Whether Intangible Virtue or Honor of the Pure is the right buffing enchantment is up for grabs, I think. It is a question of how much you care about Vigilance versus buffing Champion of the Parish; I have Honor of the Pure right now because this seems to be a bit of a “Champion” deck. I am sure you can see the hyper-aggressive starts like…

  • Champion of the Parish –> Gather the Townsfolk…

Or better yet:

  • Champion of the Parish –> Champion of the Parish + Delver of Secrets

I am not super satisfied with this pass right now. For one, I don’t even know which is the right two drop enchantment! Other things kind of up in the air…

2 Mana Leak + 2 Gut Shot… I am neither elite against G/R Ramp nor against other Delver decks in the main; when I was playing 2 Gut Shots in Baltimore I felt like a smart guy, but right now many Delver players are main decking three Gut Shots! I felt like Mana Leak was a compromise-able card based on my previous Cavern of Souls blog post (i.e. players like G3rryT and Jonny Magic are playing only two).

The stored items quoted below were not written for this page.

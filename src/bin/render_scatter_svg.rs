use std::fs;
use std::path::PathBuf;

use scatter_rs::api::{ScatterChart, ScatterChartConfig};
use scatter_rs::core::{AxisSelection, Field};
use scatter_rs::render::SvgRenderer;
use scatter_rs::telemetry::init_default_tracing;

const USAGE: &str = "usage: render_scatter_svg --input <csv> --output <svg> [--x <field>] [--y <field>] [--config <json>] [--basic] [--hover <abbr>]";

#[derive(Debug, Default)]
struct CliArgs {
    input: PathBuf,
    output: PathBuf,
    x: Option<Field>,
    y: Option<Field>,
    config: Option<PathBuf>,
    basic: bool,
    hover: Option<String>,
}

fn parse_args() -> Result<CliArgs, String> {
    let mut args = std::env::args().skip(1);
    let mut input = None::<PathBuf>;
    let mut output = None::<PathBuf>;
    let mut parsed = CliArgs::default();

    while let Some(flag) = args.next() {
        let mut value = |name: &str| {
            args.next()
                .ok_or_else(|| format!("missing value for {name}"))
        };
        match flag.as_str() {
            "--input" => input = Some(PathBuf::from(value("--input")?)),
            "--output" => output = Some(PathBuf::from(value("--output")?)),
            "--x" => parsed.x = Some(value("--x")?.parse().map_err(|e| format!("{e}"))?),
            "--y" => parsed.y = Some(value("--y")?.parse().map_err(|e| format!("{e}"))?),
            "--config" => parsed.config = Some(PathBuf::from(value("--config")?)),
            "--hover" => parsed.hover = Some(value("--hover")?),
            "--basic" => parsed.basic = true,
            "--help" | "-h" => return Err(USAGE.to_owned()),
            _ => return Err(format!("unknown argument `{flag}`\n{USAGE}")),
        }
    }

    parsed.input = input.ok_or_else(|| format!("missing --input\n{USAGE}"))?;
    parsed.output = output.ok_or_else(|| format!("missing --output\n{USAGE}"))?;
    Ok(parsed)
}

fn load_config(args: &CliArgs) -> Result<ScatterChartConfig, String> {
    let mut config = match &args.config {
        Some(path) => {
            let raw = fs::read_to_string(path)
                .map_err(|err| format!("failed to read `{}`: {err}", path.display()))?;
            ScatterChartConfig::from_json_str(&raw).map_err(|err| err.to_string())?
        }
        None if args.basic => ScatterChartConfig::basic(),
        None => ScatterChartConfig::default(),
    };

    if args.x.is_some() || args.y.is_some() {
        let current = config.initial_selection;
        let selection = AxisSelection::new(
            args.x.unwrap_or(current.x()),
            args.y.unwrap_or(current.y()),
        )
        .map_err(|err| err.to_string())?;
        config = config.with_initial_selection(selection);
    }
    Ok(config)
}

fn main() {
    let _ = init_default_tracing();
    if let Err(err) = run() {
        eprintln!("error: {err}");
        std::process::exit(1);
    }
}

fn run() -> Result<(), String> {
    let args = parse_args()?;
    let config = load_config(&args)?;

    let Some(mut chart) = ScatterChart::try_from_csv_path(SvgRenderer::new(), config, &args.input)
    else {
        return Err(format!("no chart drawn from `{}`", args.input.display()));
    };

    if let Some(abbr) = &args.hover {
        let index = chart
            .records()
            .position_of_abbr(abbr)
            .ok_or_else(|| format!("no record with abbreviation `{abbr}`"))?;
        chart.hover_record(index).map_err(|err| err.to_string())?;
    }

    chart.render().map_err(|err| err.to_string())?;
    chart
        .renderer()
        .write_to_path(&args.output)
        .map_err(|err| err.to_string())?;

    let stats = chart.renderer().last_stats();
    println!(
        "wrote {} ({} markers, {} texts)",
        args.output.display(),
        stats.circles_drawn,
        stats.texts_drawn
    );
    Ok(())
}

3 Blade Splicer or 3 Gather the Townsfolk? This one is pretty debatable. I went with 3 Gathers because we have shifted Cavern of Souls to a primary source of White mana… but it doesn’t actually cast a Gather the Townsfolk… Same reason I dropped the Moorland Haunt count by one (it doesn’t contribute to the Moorland Haunt activation). I guess you can cut a Gitaxian Probe… But that’s like my favorite card in Standard, so please don’t do that.

Obviously this version doesn’t have the “race you with an Invisible Stalker” functionality of the straight Delver deck; that said, I found Invisible Stalker to be the weakest card in straight Delver, worse than a Champion of the Parish, certainly, if you don’t have a Sword of War and Peace or a Pike.

The sideboard is medium-straightforward. The only weird card is Consecrated Sphinx. I actually kind of fell in love with that card in Delver playing a variation of Caleb Durward’s Delver list, whereas I give Jace, Memory Adept a rating of “uh… I guess it’s a card” in most situations.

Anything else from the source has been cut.